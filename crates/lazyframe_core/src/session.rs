use std::cell::{Cell, RefCell};
use std::fmt;
use std::sync::Arc;
use std::sync::atomic::{AtomicUsize, Ordering};

use hashbrown::HashMap;
use lazyframe_error::{ErrorKind, LazyError, Result};
use parking_lot::{Mutex, ReentrantMutex};
use tracing::{debug, trace};

use crate::config::SessionConfig;
use crate::expr::{Expression, ExpressionId, ExpressionSignature};

thread_local! {
    /// Nesting depth of `Session::evaluate` calls on this thread.
    static EVAL_DEPTH: Cell<u64> = const { Cell::new(0) };
}

/// A mapping of expressions to concrete values.
///
/// Bindings typically hold the placeholders of a graph, but any expression
/// may be bound. Every other value is computed on demand and cached for the
/// lifetime of the session; nothing is evicted.
///
/// Each identity has its own slot guarded by a lock that is re-entrant for
/// the owning thread. The slot lock makes the check-then-compute step atomic
/// per identity, so an expression is computed at most once per session even
/// when evaluated from multiple threads.
///
/// The signature of the first definition seen for an identity is recorded
/// alongside its slot, and later definitions are checked against it before
/// waiting on the slot lock.
pub struct Session<V> {
    config: SessionConfig,
    slots: Mutex<HashMap<ExpressionId, SlotEntry<V>>>,
    /// Number of values computed (cache misses that succeeded).
    evaluations: AtomicUsize,
}

struct SlotEntry<V> {
    /// None for bindings made by id only, until an expression with this id is
    /// evaluated.
    signature: Option<ExpressionSignature>,
    slot: Arc<Slot<V>>,
}

struct Slot<V> {
    state: ReentrantMutex<RefCell<SlotState<V>>>,
}

enum SlotState<V> {
    Empty,
    /// Currently being computed by the thread holding the slot lock.
    InProgress,
    Ready(V),
}

impl<V> Slot<V> {
    fn new(state: SlotState<V>) -> Self {
        Slot {
            state: ReentrantMutex::new(RefCell::new(state)),
        }
    }

    fn is_ready(&self) -> bool {
        let guard = self.state.lock();
        let ready = matches!(&*guard.borrow(), SlotState::Ready(_));
        ready
    }
}

impl<V> Session<V>
where
    V: Clone + Send + Sync + 'static,
{
    /// Create a session with the default config and the provided bindings.
    ///
    /// If the same identity appears more than once, the last binding wins.
    pub fn new(bindings: impl IntoIterator<Item = (Expression<V>, V)>) -> Self {
        Self::with_config(SessionConfig::default(), bindings)
    }

    /// Create a session without any bindings.
    pub fn empty() -> Self {
        Self::new(std::iter::empty())
    }

    pub fn with_config(
        config: SessionConfig,
        bindings: impl IntoIterator<Item = (Expression<V>, V)>,
    ) -> Self {
        let slots: HashMap<_, _> = bindings
            .into_iter()
            .map(|(expr, value)| {
                let entry = SlotEntry {
                    signature: Some(expr.signature().clone()),
                    slot: Arc::new(Slot::new(SlotState::Ready(value))),
                };
                (expr.id().clone(), entry)
            })
            .collect();

        debug!(bindings = slots.len(), "created session");

        Session {
            config,
            slots: Mutex::new(slots),
            evaluations: AtomicUsize::new(0),
        }
    }

    pub fn config(&self) -> &SessionConfig {
        &self.config
    }

    /// Evaluate an expression, reusing the cached value if this session has
    /// already seen its identity.
    ///
    /// All evaluation of nested expressions goes through this method.
    pub fn evaluate(&self, expr: &Expression<V>) -> Result<V> {
        let slot = self.get_or_create_slot(expr.id(), Some(expr.signature()))?;
        let guard = slot.state.lock();

        match &*guard.borrow() {
            SlotState::Ready(value) => {
                trace!(id = %expr.id(), "session cache hit");
                return Ok(value.clone());
            }
            SlotState::InProgress => {
                return Err(LazyError::with_kind(
                    ErrorKind::CyclicEvaluation,
                    "Expression re-entered while being evaluated",
                )
                .with_field("id", expr.id().clone()));
            }
            SlotState::Empty => (),
        }

        // Only computing a value nests further, cache hits never count.
        let _depth = DepthGuard::enter(self.config.max_depth, expr.id())?;

        trace!(id = %expr.id(), name = expr.name(), "session cache miss");
        *guard.borrow_mut() = SlotState::InProgress;

        let result = expr.evaluate_at(self);

        let mut state = guard.borrow_mut();
        match result {
            Ok(value) => {
                *state = SlotState::Ready(value.clone());
                self.evaluations.fetch_add(1, Ordering::Relaxed);
                Ok(value)
            }
            Err(e) => {
                *state = SlotState::Empty;
                Err(e)
            }
        }
    }

    /// Get the value bound or computed for this expression without computing
    /// it.
    ///
    /// Errors with an unbound reference if there's no value.
    pub fn lookup(&self, expr: &Expression<V>) -> Result<V> {
        let slot = {
            let slots = self.slots.lock();
            match slots.get(expr.id()) {
                Some(entry) => {
                    if let Some(existing) = &entry.signature {
                        self.verify_signature(expr.id(), existing, expr.signature())?;
                    }
                    Some(entry.slot.clone())
                }
                None => None,
            }
        };

        if let Some(slot) = slot {
            let guard = slot.state.lock();
            if let SlotState::Ready(value) = &*guard.borrow() {
                return Ok(value.clone());
            }
        }

        debug!(id = %expr.id(), "missing binding for expression");
        Err(
            LazyError::unbound(format!("No value bound for expression '{}'", expr.id()))
                .with_field("name", expr.name().to_string()),
        )
    }

    /// Bind a value to an expression after the session was created.
    ///
    /// Errors if the identity already has a value.
    pub fn bind(&self, expr: &Expression<V>, value: V) -> Result<()> {
        self.bind_inner(expr.id(), value, Some(expr.signature()))
    }

    /// Bind a value by identity alone, e.g. an id received from another
    /// process.
    pub fn bind_id(&self, id: impl Into<ExpressionId>, value: V) -> Result<()> {
        self.bind_inner(&id.into(), value, None)
    }

    fn bind_inner(
        &self,
        id: &ExpressionId,
        value: V,
        signature: Option<&ExpressionSignature>,
    ) -> Result<()> {
        let slot = self.get_or_create_slot(id, signature)?;
        let guard = slot.state.lock();
        let mut state = guard.borrow_mut();

        if !matches!(&*state, SlotState::Empty) {
            return Err(LazyError::conflicting(format!(
                "Expression '{id}' already has a value in this session"
            )));
        }

        *state = SlotState::Ready(value);
        Ok(())
    }

    /// Whether a value is bound or has been computed for this expression.
    pub fn contains(&self, expr: &Expression<V>) -> bool {
        let slot = self.slots.lock().get(expr.id()).map(|e| e.slot.clone());
        match slot {
            Some(slot) => slot.is_ready(),
            None => false,
        }
    }

    /// Number of identities with a value.
    pub fn len(&self) -> usize {
        let slots: Vec<_> = self.slots.lock().values().map(|e| e.slot.clone()).collect();
        slots.iter().filter(|slot| slot.is_ready()).count()
    }

    pub fn is_empty(&self) -> bool {
        self.len() == 0
    }

    /// Number of expressions this session has computed (excluding bindings
    /// and cache hits).
    pub fn evaluation_count(&self) -> usize {
        self.evaluations.load(Ordering::Relaxed)
    }

    /// Get the slot for an id, creating it if needed.
    ///
    /// The signature check happens here under the map lock, never while
    /// waiting on a slot.
    fn get_or_create_slot(
        &self,
        id: &ExpressionId,
        signature: Option<&ExpressionSignature>,
    ) -> Result<Arc<Slot<V>>> {
        let mut slots = self.slots.lock();

        if let Some(entry) = slots.get_mut(id) {
            if let Some(requested) = signature {
                if let Some(existing) = entry.signature.as_ref() {
                    self.verify_signature(id, existing, requested)?;
                }
                if entry.signature.is_none() {
                    entry.signature = Some(requested.clone());
                }
            }
            return Ok(entry.slot.clone());
        }

        let slot = Arc::new(Slot::new(SlotState::Empty));
        let entry = SlotEntry {
            signature: signature.cloned(),
            slot: slot.clone(),
        };
        slots.insert(id.clone(), entry);

        Ok(slot)
    }

    fn verify_signature(
        &self,
        id: &ExpressionId,
        existing: &ExpressionSignature,
        requested: &ExpressionSignature,
    ) -> Result<()> {
        if !self.config.verify_definitions || existing == requested {
            return Ok(());
        }

        debug!(%id, "conflicting definitions for expression id");
        Err(LazyError::conflicting(format!(
            "Expression id '{id}' is used by two different definitions"
        ))
        .with_field("existing", existing.clone())
        .with_field("requested", requested.clone()))
    }
}

impl<V> fmt::Debug for Session<V> {
    fn fmt(&self, f: &mut fmt::Formatter<'_>) -> fmt::Result {
        f.debug_struct("Session")
            .field("config", &self.config)
            .field("evaluations", &self.evaluations.load(Ordering::Relaxed))
            .finish_non_exhaustive()
    }
}

/// Tracks evaluation nesting on the current thread, decrementing on drop.
#[derive(Debug)]
struct DepthGuard;

impl DepthGuard {
    fn enter(max_depth: u64, id: &ExpressionId) -> Result<Self> {
        let depth = EVAL_DEPTH.with(|d| d.get());
        if depth >= max_depth {
            return Err(LazyError::with_kind(
                ErrorKind::DepthExceeded,
                format!("Evaluation exceeded maximum depth of {max_depth}"),
            )
            .with_field("id", id.clone()));
        }
        EVAL_DEPTH.with(|d| d.set(depth + 1));
        Ok(DepthGuard)
    }
}

impl Drop for DepthGuard {
    fn drop(&mut self) {
        EVAL_DEPTH.with(|d| d.set(d.get().saturating_sub(1)));
    }
}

..........

Would you please copy every line from the listing above that contains the word "ExpressionSignature"?

- **WRITTEN ANSWER**:
use crate::expr::{Expression, ExpressionId, ExpressionSignature};
    signature: Option<ExpressionSignature>,
        signature: Option<&ExpressionSignature>,
        signature: Option<&ExpressionSignature>,
        existing: &ExpressionSignature,
        requested: &ExpressionSignature,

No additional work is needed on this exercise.